_WHAT NEEDS TO BE DONE:_ Which lines to output? The line containing "mod creation;" and every line after it in the data below, each copied exactly.

[Saved data entries]

-- Opening Marker --

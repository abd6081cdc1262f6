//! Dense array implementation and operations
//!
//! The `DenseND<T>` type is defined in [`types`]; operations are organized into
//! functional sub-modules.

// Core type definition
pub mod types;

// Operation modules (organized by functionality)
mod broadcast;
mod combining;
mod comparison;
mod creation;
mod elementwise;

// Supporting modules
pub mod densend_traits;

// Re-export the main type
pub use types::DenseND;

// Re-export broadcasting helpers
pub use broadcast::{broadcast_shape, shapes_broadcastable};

-- Closing Marker --

_SOLVED EXERCISE:_
mod creation;
mod elementwise;

// Supporting modules
pub mod densend_traits;

// Re-export the main type
pub use types::DenseND;

// Re-export broadcasting helpers
pub use broadcast::{broadcast_shape, shapes_broadcastable};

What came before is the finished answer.